[Start of Attachment]

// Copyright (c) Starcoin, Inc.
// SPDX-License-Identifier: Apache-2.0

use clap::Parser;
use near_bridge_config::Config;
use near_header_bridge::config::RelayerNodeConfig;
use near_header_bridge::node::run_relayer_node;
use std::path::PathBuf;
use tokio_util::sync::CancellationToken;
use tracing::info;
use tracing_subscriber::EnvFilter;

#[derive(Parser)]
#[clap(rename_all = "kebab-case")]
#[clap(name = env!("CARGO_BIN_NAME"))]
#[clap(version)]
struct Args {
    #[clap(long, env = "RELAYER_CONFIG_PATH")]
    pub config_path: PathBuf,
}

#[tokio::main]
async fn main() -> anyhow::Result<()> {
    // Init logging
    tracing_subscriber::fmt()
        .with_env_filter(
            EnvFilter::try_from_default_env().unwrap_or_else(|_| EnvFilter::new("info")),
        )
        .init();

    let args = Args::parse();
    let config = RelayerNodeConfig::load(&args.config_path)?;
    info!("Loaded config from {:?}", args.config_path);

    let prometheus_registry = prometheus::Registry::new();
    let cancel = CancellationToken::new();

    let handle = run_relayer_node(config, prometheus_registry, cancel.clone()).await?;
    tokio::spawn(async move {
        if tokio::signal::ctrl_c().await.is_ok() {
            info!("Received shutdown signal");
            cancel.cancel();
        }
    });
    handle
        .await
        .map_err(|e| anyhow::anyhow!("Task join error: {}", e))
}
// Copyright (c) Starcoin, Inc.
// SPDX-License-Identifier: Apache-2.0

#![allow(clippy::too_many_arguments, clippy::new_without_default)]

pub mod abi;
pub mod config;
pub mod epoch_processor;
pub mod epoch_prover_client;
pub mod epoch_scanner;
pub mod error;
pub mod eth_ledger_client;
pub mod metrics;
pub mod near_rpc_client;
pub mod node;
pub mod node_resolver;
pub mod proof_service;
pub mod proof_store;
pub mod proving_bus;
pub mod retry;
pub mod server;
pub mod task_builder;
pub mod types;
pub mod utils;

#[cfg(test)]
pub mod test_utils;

[End of Attachment]
[Start of Attachment]

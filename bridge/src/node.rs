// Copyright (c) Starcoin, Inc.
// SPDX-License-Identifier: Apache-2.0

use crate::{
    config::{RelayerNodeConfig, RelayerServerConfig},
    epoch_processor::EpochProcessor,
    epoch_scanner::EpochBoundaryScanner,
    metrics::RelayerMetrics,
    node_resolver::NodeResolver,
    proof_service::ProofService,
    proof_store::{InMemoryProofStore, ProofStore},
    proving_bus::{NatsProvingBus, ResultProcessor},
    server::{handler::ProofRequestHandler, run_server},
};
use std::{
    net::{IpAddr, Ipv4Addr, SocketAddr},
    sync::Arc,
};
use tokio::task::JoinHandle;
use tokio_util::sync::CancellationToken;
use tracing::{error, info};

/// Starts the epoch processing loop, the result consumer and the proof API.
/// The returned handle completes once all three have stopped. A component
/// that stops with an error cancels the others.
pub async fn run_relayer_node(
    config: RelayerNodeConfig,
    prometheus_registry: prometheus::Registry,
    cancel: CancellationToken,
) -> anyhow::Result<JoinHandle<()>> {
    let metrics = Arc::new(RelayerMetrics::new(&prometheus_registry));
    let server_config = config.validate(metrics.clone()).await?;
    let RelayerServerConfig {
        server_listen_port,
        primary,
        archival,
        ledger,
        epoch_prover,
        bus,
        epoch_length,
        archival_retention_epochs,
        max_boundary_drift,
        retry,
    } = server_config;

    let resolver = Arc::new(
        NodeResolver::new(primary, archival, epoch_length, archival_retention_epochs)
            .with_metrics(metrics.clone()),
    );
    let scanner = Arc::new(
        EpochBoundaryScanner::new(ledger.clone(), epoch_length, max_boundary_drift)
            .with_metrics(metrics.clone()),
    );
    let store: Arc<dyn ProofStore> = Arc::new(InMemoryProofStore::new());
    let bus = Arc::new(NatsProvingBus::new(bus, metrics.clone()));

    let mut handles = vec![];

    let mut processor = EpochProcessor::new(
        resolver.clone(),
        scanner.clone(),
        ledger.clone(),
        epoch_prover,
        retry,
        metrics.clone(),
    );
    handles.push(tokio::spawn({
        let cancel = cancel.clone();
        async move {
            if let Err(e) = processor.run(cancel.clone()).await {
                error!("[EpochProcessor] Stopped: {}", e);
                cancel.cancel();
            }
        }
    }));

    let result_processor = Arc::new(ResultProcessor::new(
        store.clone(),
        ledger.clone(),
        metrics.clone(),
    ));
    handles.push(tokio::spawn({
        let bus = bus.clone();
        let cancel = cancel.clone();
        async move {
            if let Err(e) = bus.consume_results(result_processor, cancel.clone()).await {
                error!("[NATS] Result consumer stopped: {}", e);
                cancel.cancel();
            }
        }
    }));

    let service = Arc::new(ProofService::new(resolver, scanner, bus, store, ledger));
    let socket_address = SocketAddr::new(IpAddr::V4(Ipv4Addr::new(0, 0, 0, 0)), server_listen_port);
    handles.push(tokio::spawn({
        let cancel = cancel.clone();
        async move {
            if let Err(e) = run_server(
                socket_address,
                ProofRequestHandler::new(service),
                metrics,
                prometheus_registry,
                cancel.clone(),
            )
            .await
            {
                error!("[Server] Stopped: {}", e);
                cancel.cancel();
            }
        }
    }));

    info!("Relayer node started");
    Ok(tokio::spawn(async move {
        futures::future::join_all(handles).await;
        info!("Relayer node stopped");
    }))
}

[End of Attachment]
[Start of Attachment]

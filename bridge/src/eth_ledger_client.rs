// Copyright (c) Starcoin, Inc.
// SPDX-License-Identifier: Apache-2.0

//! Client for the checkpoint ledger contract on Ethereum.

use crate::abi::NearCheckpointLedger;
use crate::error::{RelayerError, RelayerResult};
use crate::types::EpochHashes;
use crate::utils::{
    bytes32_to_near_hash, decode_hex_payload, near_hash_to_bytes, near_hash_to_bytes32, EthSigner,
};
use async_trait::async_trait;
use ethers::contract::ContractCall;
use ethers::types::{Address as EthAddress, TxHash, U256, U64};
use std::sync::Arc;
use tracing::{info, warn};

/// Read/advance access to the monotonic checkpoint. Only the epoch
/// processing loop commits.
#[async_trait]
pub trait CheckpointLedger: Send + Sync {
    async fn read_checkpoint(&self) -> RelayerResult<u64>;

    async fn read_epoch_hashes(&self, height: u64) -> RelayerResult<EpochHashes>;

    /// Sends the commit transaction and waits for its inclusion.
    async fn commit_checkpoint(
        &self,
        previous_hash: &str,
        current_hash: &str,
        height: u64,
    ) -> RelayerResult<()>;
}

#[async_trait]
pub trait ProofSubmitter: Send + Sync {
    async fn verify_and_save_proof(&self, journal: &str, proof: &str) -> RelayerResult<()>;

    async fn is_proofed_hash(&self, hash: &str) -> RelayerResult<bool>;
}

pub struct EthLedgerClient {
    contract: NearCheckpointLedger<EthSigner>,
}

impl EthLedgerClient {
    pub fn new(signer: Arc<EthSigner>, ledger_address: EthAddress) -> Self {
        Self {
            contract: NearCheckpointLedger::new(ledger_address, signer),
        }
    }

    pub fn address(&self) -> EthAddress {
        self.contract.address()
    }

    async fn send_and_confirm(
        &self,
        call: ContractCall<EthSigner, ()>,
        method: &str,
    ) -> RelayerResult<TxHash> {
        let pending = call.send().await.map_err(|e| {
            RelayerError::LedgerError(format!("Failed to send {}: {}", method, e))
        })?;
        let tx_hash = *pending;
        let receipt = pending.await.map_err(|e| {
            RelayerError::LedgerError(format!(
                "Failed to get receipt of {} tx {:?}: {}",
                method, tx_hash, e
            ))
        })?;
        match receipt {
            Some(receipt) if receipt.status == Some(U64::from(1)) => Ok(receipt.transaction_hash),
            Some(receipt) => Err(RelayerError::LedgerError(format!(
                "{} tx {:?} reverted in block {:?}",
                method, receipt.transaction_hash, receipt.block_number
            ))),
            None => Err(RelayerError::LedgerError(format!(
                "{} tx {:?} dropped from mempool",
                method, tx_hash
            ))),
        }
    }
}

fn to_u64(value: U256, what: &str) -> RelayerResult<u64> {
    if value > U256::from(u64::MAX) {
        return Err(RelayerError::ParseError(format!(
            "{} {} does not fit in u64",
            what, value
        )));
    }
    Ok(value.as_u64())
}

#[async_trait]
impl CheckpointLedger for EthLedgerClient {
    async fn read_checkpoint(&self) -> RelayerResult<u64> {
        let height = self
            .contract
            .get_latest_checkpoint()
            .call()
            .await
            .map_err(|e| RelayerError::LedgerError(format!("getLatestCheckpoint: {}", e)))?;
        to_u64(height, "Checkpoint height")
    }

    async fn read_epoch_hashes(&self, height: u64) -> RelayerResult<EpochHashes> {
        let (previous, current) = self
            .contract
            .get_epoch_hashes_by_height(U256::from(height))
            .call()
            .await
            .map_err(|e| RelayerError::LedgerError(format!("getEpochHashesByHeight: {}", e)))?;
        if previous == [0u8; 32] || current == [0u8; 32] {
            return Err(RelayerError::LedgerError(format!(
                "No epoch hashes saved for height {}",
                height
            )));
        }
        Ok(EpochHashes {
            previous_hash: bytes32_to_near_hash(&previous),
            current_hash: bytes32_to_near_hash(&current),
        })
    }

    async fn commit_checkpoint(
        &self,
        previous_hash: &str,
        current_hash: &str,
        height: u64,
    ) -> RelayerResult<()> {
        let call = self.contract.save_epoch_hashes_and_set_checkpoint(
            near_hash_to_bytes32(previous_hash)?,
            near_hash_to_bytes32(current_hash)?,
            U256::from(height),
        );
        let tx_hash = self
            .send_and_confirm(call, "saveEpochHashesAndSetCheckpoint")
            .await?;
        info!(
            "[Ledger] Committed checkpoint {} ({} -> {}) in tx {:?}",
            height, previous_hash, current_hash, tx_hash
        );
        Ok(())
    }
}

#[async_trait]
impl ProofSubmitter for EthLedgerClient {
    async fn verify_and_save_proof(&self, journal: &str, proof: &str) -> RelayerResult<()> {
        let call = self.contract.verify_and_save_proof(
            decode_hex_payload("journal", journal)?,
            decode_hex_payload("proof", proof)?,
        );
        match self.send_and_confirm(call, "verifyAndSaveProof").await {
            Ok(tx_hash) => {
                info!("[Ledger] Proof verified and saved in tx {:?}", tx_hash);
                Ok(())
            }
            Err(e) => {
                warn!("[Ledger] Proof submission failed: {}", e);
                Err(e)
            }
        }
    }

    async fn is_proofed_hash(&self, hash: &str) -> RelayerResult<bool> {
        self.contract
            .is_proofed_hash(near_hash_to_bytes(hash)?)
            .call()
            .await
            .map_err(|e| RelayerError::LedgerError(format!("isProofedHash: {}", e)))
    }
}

[End of Attachment]

EXERCISE BRIEF » Every line that holds the string "EthSigner" must be copied from the records above.

RESULT OF THE EXERCISE »
    bytes32_to_near_hash, decode_hex_payload, near_hash_to_bytes, near_hash_to_bytes32, EthSigner,
    contract: NearCheckpointLedger<EthSigner>,
    pub fn new(signer: Arc<EthSigner>, ledger_address: EthAddress) -> Self {
        call: ContractCall<EthSigner, ()>,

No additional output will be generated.